# Problem details
Give the number of lines in this listing that contain the word "TranscodeConfig", and nothing else.
--------
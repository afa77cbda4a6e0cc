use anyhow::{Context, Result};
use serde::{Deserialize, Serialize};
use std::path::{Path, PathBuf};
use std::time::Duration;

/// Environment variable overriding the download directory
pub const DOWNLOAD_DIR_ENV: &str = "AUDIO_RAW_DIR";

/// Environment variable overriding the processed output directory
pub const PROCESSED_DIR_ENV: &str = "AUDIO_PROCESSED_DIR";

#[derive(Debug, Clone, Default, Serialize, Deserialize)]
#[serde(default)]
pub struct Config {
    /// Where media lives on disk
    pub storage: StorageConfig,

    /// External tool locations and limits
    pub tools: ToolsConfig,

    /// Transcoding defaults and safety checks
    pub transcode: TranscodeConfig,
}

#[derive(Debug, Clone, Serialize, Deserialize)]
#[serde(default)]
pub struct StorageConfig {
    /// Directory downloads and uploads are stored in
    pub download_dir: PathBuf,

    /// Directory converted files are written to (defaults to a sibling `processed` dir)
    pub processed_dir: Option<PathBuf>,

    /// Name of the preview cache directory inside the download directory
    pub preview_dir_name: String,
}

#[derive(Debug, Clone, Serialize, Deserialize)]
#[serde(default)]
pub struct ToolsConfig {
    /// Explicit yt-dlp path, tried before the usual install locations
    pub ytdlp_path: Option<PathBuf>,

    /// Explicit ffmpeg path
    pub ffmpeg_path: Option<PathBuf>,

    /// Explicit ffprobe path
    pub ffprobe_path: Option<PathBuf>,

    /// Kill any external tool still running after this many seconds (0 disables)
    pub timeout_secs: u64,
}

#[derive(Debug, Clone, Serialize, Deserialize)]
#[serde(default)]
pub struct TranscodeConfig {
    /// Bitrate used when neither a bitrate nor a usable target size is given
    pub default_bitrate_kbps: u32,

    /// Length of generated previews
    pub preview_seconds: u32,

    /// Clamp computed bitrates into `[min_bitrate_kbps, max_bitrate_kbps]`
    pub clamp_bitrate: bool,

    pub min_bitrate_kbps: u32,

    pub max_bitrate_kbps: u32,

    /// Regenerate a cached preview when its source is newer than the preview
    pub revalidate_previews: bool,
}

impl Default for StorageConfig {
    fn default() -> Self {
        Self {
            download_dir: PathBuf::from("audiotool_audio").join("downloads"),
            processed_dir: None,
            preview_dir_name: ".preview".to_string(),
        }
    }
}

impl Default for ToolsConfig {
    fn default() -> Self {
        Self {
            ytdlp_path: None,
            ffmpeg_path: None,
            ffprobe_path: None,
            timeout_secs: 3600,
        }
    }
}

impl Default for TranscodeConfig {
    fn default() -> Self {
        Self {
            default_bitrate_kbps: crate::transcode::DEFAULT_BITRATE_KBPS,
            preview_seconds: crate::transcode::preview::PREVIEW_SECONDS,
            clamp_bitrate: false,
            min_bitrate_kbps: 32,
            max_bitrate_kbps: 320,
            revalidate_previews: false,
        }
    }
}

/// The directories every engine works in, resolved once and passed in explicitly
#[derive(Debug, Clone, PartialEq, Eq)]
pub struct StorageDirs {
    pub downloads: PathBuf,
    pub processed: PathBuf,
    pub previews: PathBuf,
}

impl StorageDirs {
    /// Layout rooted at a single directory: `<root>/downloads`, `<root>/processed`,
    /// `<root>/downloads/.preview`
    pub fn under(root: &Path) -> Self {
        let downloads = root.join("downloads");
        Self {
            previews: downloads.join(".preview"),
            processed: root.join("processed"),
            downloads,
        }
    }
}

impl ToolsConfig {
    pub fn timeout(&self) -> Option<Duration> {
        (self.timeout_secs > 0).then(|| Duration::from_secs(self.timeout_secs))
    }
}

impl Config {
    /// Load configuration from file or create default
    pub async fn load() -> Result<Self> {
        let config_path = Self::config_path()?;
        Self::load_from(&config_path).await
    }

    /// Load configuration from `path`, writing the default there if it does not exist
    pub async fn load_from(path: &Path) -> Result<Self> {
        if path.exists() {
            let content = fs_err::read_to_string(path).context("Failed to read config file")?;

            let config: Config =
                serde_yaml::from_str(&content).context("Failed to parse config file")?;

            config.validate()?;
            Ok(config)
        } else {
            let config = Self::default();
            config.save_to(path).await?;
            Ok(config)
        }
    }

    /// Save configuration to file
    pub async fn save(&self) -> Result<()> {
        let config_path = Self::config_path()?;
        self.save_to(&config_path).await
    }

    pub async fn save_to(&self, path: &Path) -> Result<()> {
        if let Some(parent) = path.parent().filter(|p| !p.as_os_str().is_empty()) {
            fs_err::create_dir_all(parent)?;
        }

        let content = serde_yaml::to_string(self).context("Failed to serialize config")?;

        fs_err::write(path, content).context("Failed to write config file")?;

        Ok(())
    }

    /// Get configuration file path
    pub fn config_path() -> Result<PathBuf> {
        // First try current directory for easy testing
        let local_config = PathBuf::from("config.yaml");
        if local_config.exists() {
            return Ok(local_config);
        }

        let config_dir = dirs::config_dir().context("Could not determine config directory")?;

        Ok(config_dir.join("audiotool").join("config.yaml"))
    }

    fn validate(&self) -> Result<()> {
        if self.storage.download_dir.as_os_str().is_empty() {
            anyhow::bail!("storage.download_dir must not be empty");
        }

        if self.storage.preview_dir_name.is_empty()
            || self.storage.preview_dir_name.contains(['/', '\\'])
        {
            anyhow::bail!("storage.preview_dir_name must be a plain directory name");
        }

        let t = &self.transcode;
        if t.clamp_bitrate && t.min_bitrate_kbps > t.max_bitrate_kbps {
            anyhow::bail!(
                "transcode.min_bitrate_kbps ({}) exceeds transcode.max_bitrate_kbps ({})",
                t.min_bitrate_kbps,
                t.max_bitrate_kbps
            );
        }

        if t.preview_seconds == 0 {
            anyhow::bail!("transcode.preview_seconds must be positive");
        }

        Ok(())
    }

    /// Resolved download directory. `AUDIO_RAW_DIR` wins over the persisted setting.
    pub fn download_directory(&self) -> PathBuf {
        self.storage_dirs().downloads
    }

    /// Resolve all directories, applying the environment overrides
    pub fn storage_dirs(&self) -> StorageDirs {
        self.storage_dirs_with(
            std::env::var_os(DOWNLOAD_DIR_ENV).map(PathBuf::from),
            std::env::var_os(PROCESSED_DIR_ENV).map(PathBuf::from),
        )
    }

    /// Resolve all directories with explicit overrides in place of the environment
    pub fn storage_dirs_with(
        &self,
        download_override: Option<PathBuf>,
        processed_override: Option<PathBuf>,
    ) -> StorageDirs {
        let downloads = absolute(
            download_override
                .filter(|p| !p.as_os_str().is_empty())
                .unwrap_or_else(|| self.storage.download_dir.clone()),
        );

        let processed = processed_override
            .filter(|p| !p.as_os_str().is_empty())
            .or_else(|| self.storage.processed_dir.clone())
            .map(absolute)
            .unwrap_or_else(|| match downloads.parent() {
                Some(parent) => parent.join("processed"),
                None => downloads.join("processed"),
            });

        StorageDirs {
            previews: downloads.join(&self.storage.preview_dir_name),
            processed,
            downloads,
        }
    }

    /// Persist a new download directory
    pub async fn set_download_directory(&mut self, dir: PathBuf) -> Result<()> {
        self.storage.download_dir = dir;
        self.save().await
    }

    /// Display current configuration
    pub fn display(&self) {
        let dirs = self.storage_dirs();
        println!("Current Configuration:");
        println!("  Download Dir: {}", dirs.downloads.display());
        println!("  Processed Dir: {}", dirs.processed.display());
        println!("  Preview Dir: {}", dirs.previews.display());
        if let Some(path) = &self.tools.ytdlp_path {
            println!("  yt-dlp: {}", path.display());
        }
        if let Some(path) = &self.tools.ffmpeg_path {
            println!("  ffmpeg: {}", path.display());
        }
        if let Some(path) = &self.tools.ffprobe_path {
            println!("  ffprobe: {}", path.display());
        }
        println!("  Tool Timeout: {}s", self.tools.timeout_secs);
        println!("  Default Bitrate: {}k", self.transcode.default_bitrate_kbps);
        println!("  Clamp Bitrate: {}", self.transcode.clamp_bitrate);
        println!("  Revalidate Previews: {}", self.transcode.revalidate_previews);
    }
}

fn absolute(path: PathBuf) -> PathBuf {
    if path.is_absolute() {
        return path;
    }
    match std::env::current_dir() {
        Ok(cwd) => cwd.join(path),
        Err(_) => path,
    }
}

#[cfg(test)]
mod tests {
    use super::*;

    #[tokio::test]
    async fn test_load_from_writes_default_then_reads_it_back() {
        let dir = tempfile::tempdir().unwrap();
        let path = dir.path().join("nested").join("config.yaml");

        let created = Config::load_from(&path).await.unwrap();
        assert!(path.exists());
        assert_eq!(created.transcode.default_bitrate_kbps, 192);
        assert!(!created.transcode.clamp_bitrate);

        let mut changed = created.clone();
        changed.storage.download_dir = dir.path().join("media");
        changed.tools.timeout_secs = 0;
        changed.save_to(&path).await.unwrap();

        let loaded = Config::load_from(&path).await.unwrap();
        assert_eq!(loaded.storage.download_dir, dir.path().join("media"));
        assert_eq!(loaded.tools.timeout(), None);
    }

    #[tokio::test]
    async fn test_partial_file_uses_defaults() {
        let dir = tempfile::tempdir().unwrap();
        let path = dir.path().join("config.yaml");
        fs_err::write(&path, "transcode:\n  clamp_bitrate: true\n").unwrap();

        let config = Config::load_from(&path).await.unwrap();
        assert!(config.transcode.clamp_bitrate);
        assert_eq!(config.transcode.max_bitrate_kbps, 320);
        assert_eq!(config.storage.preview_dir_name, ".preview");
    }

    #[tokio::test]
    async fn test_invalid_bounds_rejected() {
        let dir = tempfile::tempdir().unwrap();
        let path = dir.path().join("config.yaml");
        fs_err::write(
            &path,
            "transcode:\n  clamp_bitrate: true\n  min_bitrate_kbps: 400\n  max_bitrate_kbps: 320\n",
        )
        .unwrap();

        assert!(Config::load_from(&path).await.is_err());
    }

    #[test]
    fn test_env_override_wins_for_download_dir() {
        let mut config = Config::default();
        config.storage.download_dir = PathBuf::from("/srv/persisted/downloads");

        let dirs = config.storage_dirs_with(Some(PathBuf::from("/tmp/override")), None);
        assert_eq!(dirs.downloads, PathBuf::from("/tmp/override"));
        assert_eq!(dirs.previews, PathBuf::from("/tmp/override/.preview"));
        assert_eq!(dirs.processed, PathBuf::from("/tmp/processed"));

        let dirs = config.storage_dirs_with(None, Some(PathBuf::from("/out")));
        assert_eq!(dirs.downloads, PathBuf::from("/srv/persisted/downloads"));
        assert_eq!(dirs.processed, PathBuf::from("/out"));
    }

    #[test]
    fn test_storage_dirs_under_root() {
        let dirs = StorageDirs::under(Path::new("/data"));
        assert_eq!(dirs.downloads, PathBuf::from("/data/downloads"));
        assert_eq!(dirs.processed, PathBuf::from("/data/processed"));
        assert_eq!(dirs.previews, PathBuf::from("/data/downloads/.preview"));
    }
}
--------
# Solved problem
3